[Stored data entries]
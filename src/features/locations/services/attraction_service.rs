use std::sync::Arc;

use crate::core::error::{AppError, Result};
use crate::features::locations::dtos::{
    LocationAttractionDto, SaveLocationAttractionDto, UpdateLocationAttractionDto,
};
use crate::features::locations::models::LocationAttraction;
use crate::features::locations::repositories::AttractionRepository;
use crate::shared::constants::LOCATION_ATTRACTION_IMAGE_BASE_URL;
use crate::shared::images::{decode_pictures, ImageUrls};
use crate::shared::visibility::VisibilityChangeDto;

/// Service for attractions inside a location
pub struct AttractionService {
    attractions: Arc<dyn AttractionRepository>,
    image_urls: ImageUrls,
}

impl AttractionService {
    pub fn new(attractions: Arc<dyn AttractionRepository>, image_urls: ImageUrls) -> Self {
        Self {
            attractions,
            image_urls,
        }
    }

    /// Create an attraction with its pictures in one transaction
    pub async fn create_attraction(
        &self,
        dto: SaveLocationAttractionDto,
    ) -> Result<LocationAttractionDto> {
        let pictures = decode_pictures(&dto.location_attraction_pictures)?;
        let new_attraction = dto.to_new_attraction();

        let mut uow = self.attractions.begin().await?;

        if uow
            .attraction_name_taken(&new_attraction.name, None)
            .await?
        {
            return Err(AppError::Conflict(
                "There is an existing location attraction for given name!".to_string(),
            ));
        }

        if !uow.location_exists(new_attraction.location_id).await? {
            return Err(AppError::NotFound("Location not found".to_string()));
        }

        let attraction = uow.insert_attraction(&new_attraction).await?;

        let mut picture_ids = Vec::with_capacity(pictures.len());
        for picture in &pictures {
            picture_ids.push(uow.insert_picture(attraction.id, picture).await?);
        }

        uow.commit().await?;

        tracing::info!(
            "Location attraction created: id={}, name={}, location_id={}, pictures={}",
            attraction.id,
            attraction.name,
            attraction.location_id,
            picture_ids.len()
        );

        Ok(self.to_dto(attraction, &picture_ids))
    }

    /// Replace an attraction's fields and append any new pictures
    pub async fn update_attraction(
        &self,
        dto: UpdateLocationAttractionDto,
    ) -> Result<LocationAttractionDto> {
        let pictures = decode_pictures(&dto.attraction.location_attraction_pictures)?;
        let changes = dto.attraction.to_new_attraction();

        let mut uow = self.attractions.begin().await?;

        if !uow.lock_attraction(dto.id).await? {
            return Err(AppError::NotFound(
                "Location attraction not found".to_string(),
            ));
        }

        if uow
            .attraction_name_taken(&changes.name, Some(dto.id))
            .await?
        {
            return Err(AppError::Conflict(
                "There is an existing location attraction for given name!".to_string(),
            ));
        }

        if !uow.location_exists(changes.location_id).await? {
            return Err(AppError::NotFound("Location not found".to_string()));
        }

        let attraction = uow.update_attraction(dto.id, &changes).await?;
        for picture in &pictures {
            uow.insert_picture(attraction.id, picture).await?;
        }

        uow.commit().await?;
        tracing::info!("Location attraction updated: id={}", attraction.id);

        self.assemble(attraction).await
    }

    pub async fn change_attraction_status(&self, id: i64) -> Result<VisibilityChangeDto> {
        let visibility_status = self
            .attractions
            .toggle_visibility(id)
            .await?
            .ok_or_else(|| AppError::NotFound("Location attraction not found".to_string()))?;

        tracing::info!(
            "Location attraction {} visibility changed to {}",
            id,
            visibility_status
        );
        Ok(VisibilityChangeDto {
            id,
            visibility_status,
        })
    }

    pub async fn get_attraction_by_id(&self, id: i64) -> Result<LocationAttractionDto> {
        let attraction = self
            .attractions
            .find_by_id(id)
            .await?
            .ok_or_else(|| AppError::NotFound("Location attraction not found".to_string()))?;

        self.assemble(attraction).await
    }

    /// Attractions whose name contains `text`, ignoring case
    pub async fn search_attractions(&self, text: Option<&str>) -> Result<Vec<LocationAttractionDto>> {
        let attractions = self.attractions.search_by_name(text).await?;
        tracing::debug!(
            "Attraction search {:?} matched {} rows",
            text,
            attractions.len()
        );
        self.assemble_all(attractions).await
    }

    pub async fn attractions_for_location(
        &self,
        location_id: i64,
    ) -> Result<Vec<LocationAttractionDto>> {
        let attractions = self.attractions.find_by_location(location_id).await?;
        self.assemble_all(attractions).await
    }

    pub async fn count_for_location(&self, location_id: i64) -> Result<i64> {
        self.attractions.count_by_location(location_id).await
    }

    async fn assemble_all(
        &self,
        attractions: Vec<LocationAttraction>,
    ) -> Result<Vec<LocationAttractionDto>> {
        let mut dtos = Vec::with_capacity(attractions.len());
        for attraction in attractions {
            dtos.push(self.assemble(attraction).await?);
        }
        Ok(dtos)
    }

    async fn assemble(&self, attraction: LocationAttraction) -> Result<LocationAttractionDto> {
        let picture_ids = self.attractions.find_picture_ids(attraction.id).await?;
        Ok(self.to_dto(attraction, &picture_ids))
    }

    fn to_dto(&self, attraction: LocationAttraction, picture_ids: &[i64]) -> LocationAttractionDto {
        LocationAttractionDto {
            id: attraction.id,
            name: attraction.name,
            description: attraction.description,
            telephone: attraction.telephone,
            email: attraction.email,
            website: attraction.website,
            visibility_status: attraction.visibility_status,
            location_id: attraction.location_id,
            location_attraction_pictures: self
                .image_urls
                .urls(LOCATION_ATTRACTION_IMAGE_BASE_URL, picture_ids),
        }
    }
}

:: YOUR INSTRUCTIONS ::
In the lines above, spot each one that contains the word "locations" and copy it.

:: REPLY ::
filename src/features/locations/services/attraction_service.rs
use crate::features::locations::dtos::{
use crate::features::locations::models::LocationAttraction;
use crate::features::locations::repositories::AttractionRepository;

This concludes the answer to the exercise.